• [What you need to do] From the line with "let left = &pair[0];" to the final line of the records, every line is to be duplicated exactly, both of those lines included.
[Dataset Boundary: Start]
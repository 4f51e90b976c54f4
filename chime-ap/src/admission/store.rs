//! Admission state store
//!
//! One [`TypeState`] per event type, each behind its own mutex, plus one
//! [`GlobalState`] behind a separate mutex. Gate evaluation for an event
//! holds its type's lock for the whole chain, so two events of the same type
//! never evaluate concurrently while unrelated types proceed in parallel.
//!
//! Lock order is always type -> global -> queue.

use super::aggregation::AggregationBuffer;
use super::burst::BurstWindow;
use super::dedup::DedupBuffer;
use super::quota::QuotaCounters;
use super::token_bucket::TokenBucket;
use chime_common::config::{EventPolicy, GlobalLimits};
use chrono::NaiveDateTime;
use std::collections::HashMap;
use std::sync::{Arc, Mutex, MutexGuard, PoisonError, RwLock};
use std::time::{Duration, Instant};

/// Lock a std mutex, recovering the data if a holder panicked
///
/// Admission state stays internally consistent between statements, so a
/// panic elsewhere never leaves it half-updated.
pub(crate) fn lock<T>(mutex: &Mutex<T>) -> MutexGuard<'_, T> {
    mutex.lock().unwrap_or_else(PoisonError::into_inner)
}

/// Mutable admission state for one event type
#[derive(Debug)]
pub struct TypeState {
    pub event_type: String,
    /// Most recent successful dispatch
    pub last_played_at: Option<Instant>,
    /// Most recent admission; reserves the cooldown before playback
    pub last_admitted_at: Option<Instant>,
    pub burst: BurstWindow,
    pub bucket: Option<TokenBucket>,
    pub quota: QuotaCounters,
    pub dedup: DedupBuffer,
    pub aggregation: AggregationBuffer,
    pub plays: u64,
    pub failures: u64,
}

impl TypeState {
    pub fn new(event_type: &str, policy: &EventPolicy, now: Instant, wall: NaiveDateTime) -> Self {
        Self {
            event_type: event_type.to_string(),
            last_played_at: None,
            last_admitted_at: None,
            burst: BurstWindow::new(),
            bucket: policy.rate_limit.as_ref().map(|cfg| TokenBucket::new(cfg, now)),
            quota: QuotaCounters::new(wall),
            dedup: DedupBuffer::new(),
            aggregation: AggregationBuffer::new(),
            plays: 0,
            failures: 0,
        }
    }

    /// Instant the cooldown is measured from
    pub fn cooldown_anchor(&self) -> Option<Instant> {
        match (self.last_played_at, self.last_admitted_at) {
            (Some(a), Some(b)) => Some(a.max(b)),
            (a, b) => a.or(b),
        }
    }

    pub fn cooldown_remaining(&self, now: Instant, cooldown: Duration) -> Duration {
        match self.cooldown_anchor() {
            Some(anchor) => (anchor + cooldown).saturating_duration_since(now),
            None => Duration::ZERO,
        }
    }
}

/// Counters shared by every event type
#[derive(Debug)]
pub struct GlobalState {
    pub bucket: Option<TokenBucket>,
    pub quota: QuotaCounters,
}

impl GlobalState {
    pub fn new(limits: &GlobalLimits, now: Instant, wall: NaiveDateTime) -> Self {
        Self {
            bucket: limits.rate_limit.as_ref().map(|cfg| TokenBucket::new(cfg, now)),
            quota: QuotaCounters::new(wall),
        }
    }
}

/// Process-wide admission state, owned by one pipeline instance
pub struct AdmissionStore {
    types: RwLock<HashMap<String, Arc<Mutex<TypeState>>>>,
    global: Mutex<GlobalState>,
}

impl AdmissionStore {
    pub fn new(limits: &GlobalLimits, now: Instant, wall: NaiveDateTime) -> Self {
        Self {
            types: RwLock::new(HashMap::new()),
            global: Mutex::new(GlobalState::new(limits, now, wall)),
        }
    }

    /// State shard for `event_type`, created on first use
    pub fn shard(
        &self,
        event_type: &str,
        policy: &EventPolicy,
        now: Instant,
        wall: NaiveDateTime,
    ) -> Arc<Mutex<TypeState>> {
        if let Some(shard) = self.existing(event_type) {
            return shard;
        }
        let mut types = self.types.write().unwrap_or_else(PoisonError::into_inner);
        Arc::clone(types.entry(event_type.to_string()).or_insert_with(|| {
            Arc::new(Mutex::new(TypeState::new(event_type, policy, now, wall)))
        }))
    }

    /// State shard for `event_type` if it has been seen
    pub fn existing(&self, event_type: &str) -> Option<Arc<Mutex<TypeState>>> {
        self.types
            .read()
            .unwrap_or_else(PoisonError::into_inner)
            .get(event_type)
            .cloned()
    }

    /// All known shards, sorted by event type
    pub fn shards(&self) -> Vec<(String, Arc<Mutex<TypeState>>)> {
        let types = self.types.read().unwrap_or_else(PoisonError::into_inner);
        let mut shards: Vec<_> = types
            .iter()
            .map(|(name, shard)| (name.clone(), Arc::clone(shard)))
            .collect();
        shards.sort_by(|a, b| a.0.cmp(&b.0));
        shards
    }

    pub fn global(&self) -> MutexGuard<'_, GlobalState> {
        lock(&self.global)
    }

    /// Record a successful dispatch
    pub fn record_played(&self, event_type: &str, at: Instant) {
        if let Some(shard) = self.existing(event_type) {
            let mut state = lock(&shard);
            state.last_played_at = Some(at);
            state.plays += 1;
        }
    }

    /// Record a failed dispatch; cooldown and quota are left as charged
    pub fn record_failed(&self, event_type: &str) {
        if let Some(shard) = self.existing(event_type) {
            lock(&shard).failures += 1;
        }
    }
}
//! HTTP API for event submission, status and the audit stream

pub mod handlers;
pub mod server;
pub mod sse;

pub use server::{create_router, run, AppContext};
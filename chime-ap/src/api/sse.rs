//! Server-Sent Events stream of audit records

use crate::api::server::AppContext;
use axum::{
    extract::State,
    response::sse::{Event, KeepAlive, Sse},
};
use futures::stream::{Stream, StreamExt};
use std::convert::Infallible;
use std::time::Duration;
use tokio_stream::wrappers::BroadcastStream;
use tracing::{debug, warn};

/// GET /api/v1/audit
///
/// Each SSE event is named after the audit decision (`admitted`,
/// `blocked`, ...) and carries the record as JSON.
pub async fn audit_stream(
    State(ctx): State<AppContext>,
) -> Sse<impl Stream<Item = Result<Event, Infallible>>> {
    debug!("New audit stream client connected");
    let rx = ctx.pipeline.subscribe_audit();

    let stream = BroadcastStream::new(rx).filter_map(|result| async move {
        match result {
            Ok(record) => match serde_json::to_string(&record) {
                Ok(json) => Some(Ok(Event::default()
                    .event(record.decision.to_string())
                    .data(json))),
                Err(e) => {
                    warn!("Failed to serialize audit record: {}", e);
                    None
                }
            },
            Err(e) => {
                // Lagged: this client missed records
                warn!("Audit stream error: {:?}", e);
                None
            }
        }
    });

    Sse::new(stream).keep_alive(
        KeepAlive::new()
            .interval(Duration::from_secs(15))
            .text("keep-alive"),
    )
}
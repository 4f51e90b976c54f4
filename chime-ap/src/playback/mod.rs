//! Playback: scheduling queue, dispatcher and executor collaborators

pub mod dispatcher;
pub mod executor;
pub mod queue;

pub use dispatcher::{DispatchOutcome, Dispatcher};
pub use executor::{CommandPlayer, FileResolver, PlaybackExecutor, SoundResolver};
pub use queue::{EnqueueResult, PlaybackQueue, QueueItem, QueueSnapshot};
//! Corpus text acquisition for scrollseal manifests.
//!
//! This crate is the I/O collaborator of `scrollseal-core`: it fetches
//! canonical verse text over HTTP, caches raw responses on disk, and parses
//! each source's format into ordered, NFC-normalized [`Unit`]s.
//!
//! Sources:
//! - Tanzil's Uthmani Qur'an text (one verse per line, `SURA:AYA|TEXT`)
//! - Sefaria's texts API for Torah sidrot (nested Hebrew verse arrays)
//!
//! [`Unit`]: scrollseal_core::Unit
#![deny(missing_docs)]

/// On-disk cache for raw upstream responses.
pub mod cache;
/// Error types for fetching and parsing.
pub mod error;
/// HTTP fetching with cache-first and offline semantics.
pub mod fetch;
/// Sefaria Torah sidrot source.
pub mod sefaria;
/// Tanzil Qur'an source.
pub mod tanzil;

pub use cache::Cache;
pub use error::FetchError;
pub use fetch::Fetcher;
pub use sefaria::SefariaSource;
pub use tanzil::TanzilSource;
use crate::digest::Digest;

/// Computes the Merkle root of an ordered sequence of leaf digests.
///
/// Folds the leaves layer by layer: each consecutive pair becomes
/// `Hash(left || right)`, and an odd trailing element is paired with itself
/// (`Hash(last || last)`). This duplicate-last-odd-node variant is a
/// compatibility invariant; promoting the odd node instead would change
/// every root.
///
/// Edge cases:
/// - empty input returns `Hash(b"")`;
/// - a single leaf is already the terminal layer and is returned unmodified.
///
/// Order-sensitive: permuting leaves changes the root.
pub fn root(leaves: &[Digest]) -> Digest {
    if leaves.is_empty() {
        return Digest::of_bytes(b"");
    }
    let mut layer = leaves.to_vec();
    while layer.len() > 1 {
        let mut next = Vec::with_capacity(layer.len().div_ceil(2));
        for pair in layer.chunks(2) {
            let left = &pair[0];
            let right = pair.get(1).unwrap_or(left);
            next.push(Digest::of_pair(left, right));
        }
        layer = next;
    }
    layer[0]
}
[Dataset Boundary: End]
• [Answer to the problem]
            let left = &pair[0];
            let right = pair.get(1).unwrap_or(left);
            next.push(Digest::of_pair(left, right));
        }
        layer = next;
    }
    layer[0]
}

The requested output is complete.